Energiewirtschaft, Recht & Politik / Europa und Internationales / Versorgungssicherheit


Die ECOHEATCOOL-Studie von Euroheat & Power untersucht mit Unterstützung der AGFW die Chancen der Fernwärme und –Kälte im europäischen Markt. Ein besonderes Augenmerk liegt auf den Kundenpotenzialen und der möglichen Primärenergieeinsparung. Ein erstes politisches Echo fand diese Studie bei der Fraktion der GRÜNEN im Europäischen Parlament. In einem Papier haben sie die Bedeutung der Fernwärme und der Kraft-Wärme-Kopplung für die europäische Versorgungssicherheit hervorgehoben:

Freeing natural gas sources by measures which do not create new additional risks. The biggest user of gas is the building sector (heating of houses). The reduction of gas needs in this sector can be achieve by accelerating the market penetration of existing technologies in the field of insulation of buildings and by promoting the use of combined electricity and heating technology (cogeneration). A new innovative approach could also be to evaluate the potential in Europe to produce gas from biomass (using waste from certain industries like the agroalimentary industries, forest industry and by using energy plants). The actual discussions around the biomass action plan already anticipated this move proposing the use of gas from biomass for 15% to 20% of current EU gas use. This is also a good policy option for Poland with its large agricultural sector and desperately seeking new revenues after the changes in the Community Agriculture Policy.

Even if all potential risks of nuclear energy were to be ignored (nuclear accident risk, terrorist threat, proliferation risk, new geopolitical dependencies on imports) which they should not, the potential for nuclear to solve a hypothetical gas security problem are minor compared to other potential solutions:

- the part of gas consumption going to electricity consumption is much smaller (105 Mtep in 2003) compared to the use of gas in industry and housing (262 Mtep in 2003).

- the potential to reduce gas consumption in Europe in the industrial and housing sector is huge, above all in the building sector. Investing in an acceleration of the renovation of the EU building stock is not only without other collateral risk but has a large gas saving potential and the opportunity to create many economic opportunities (creation of 500.000 jobs per year as estimated by Ecofys in a study delivered in 2005 for EURIMA).
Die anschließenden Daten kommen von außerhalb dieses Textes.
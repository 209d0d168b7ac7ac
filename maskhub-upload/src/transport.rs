use async_trait::async_trait;
use serde_json::Value;

use crate::error::{MaskHubResult, SUPREMUM_GOOD_STATUS_CODE};
use crate::types::{RunMetadata, UploadJob};

/// Body of an HTTP response, parsed as JSON when possible.
#[derive(Debug, Clone, PartialEq)]
pub enum ResponseBody {
    Json(Value),
    Text(String),
}

impl ResponseBody {
    /// Parse raw response text, falling back to plain text.
    pub fn parse(text: String) -> Self {
        match serde_json::from_str(&text) {
            Ok(value) => ResponseBody::Json(value),
            Err(_) => ResponseBody::Text(text),
        }
    }
}

/// One HTTP response from the measurement endpoint.
///
/// Error statuses are carried here rather than raised, so the retry layer can
/// inspect them.
#[derive(Debug, Clone, PartialEq)]
pub struct TransportResponse {
    pub status: u16,
    pub body: ResponseBody,
}

impl TransportResponse {
    pub fn new(status: u16, body: ResponseBody) -> Self {
        Self { status, body }
    }

    pub fn is_success(&self) -> bool {
        self.status < SUPREMUM_GOOD_STATUS_CODE
    }

    /// The server-assigned measurement id, when the body carries one.
    pub fn measurement_id(&self) -> Option<i64> {
        match &self.body {
            ResponseBody::Json(value) => value.get("id").and_then(Value::as_i64),
            ResponseBody::Text(_) => None,
        }
    }

    /// Human-readable error detail: the JSON `message` field, or the raw text.
    pub fn error_message(&self) -> String {
        match &self.body {
            ResponseBody::Json(value) => value
                .get("message")
                .and_then(Value::as_str)
                .map(str::to_string)
                .unwrap_or_else(|| value.to_string()),
            ResponseBody::Text(text) if text.is_empty() => format!("HTTP {}", self.status),
            ResponseBody::Text(text) => text.clone(),
        }
    }
}

/// Sends a single upload job. Implementations must not retry.
///
/// Returns `Ok` for every HTTP response, including error statuses, and
/// `Err(MaskHubError::Network)` when no response was obtained.
#[async_trait]
pub trait UploadTransport: Send + Sync {
    async fn send(&self, job: &UploadJob) -> MaskHubResult<TransportResponse>;
}

/// The remote operations a run session needs beyond measurement uploads.
#[async_trait]
pub trait MaskHubApi: UploadTransport {
    /// Register a run and return its server id.
    async fn create_run(&self, metadata: &RunMetadata) -> MaskHubResult<i64>;

    /// Ask the server to analyse every die measured in a run.
    async fn trigger_die_analysis(&self, run_name: &str) -> MaskHubResult<()>;
}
- another area which the EU should engage in to enhance its energy security is the combined production of power and heat. 75% of all EU citizens are living in cities where the density is high enough to justify, on energetic and economic terms, the building of communal heating systems. The efficiency gains of these systems is further enhanced by the fact that they can be fuelled by diverse fuels (gas, biomass, geothermal) which is an importance security consideration with the possibility to switch in emergency situations to other fuels (oil, coal).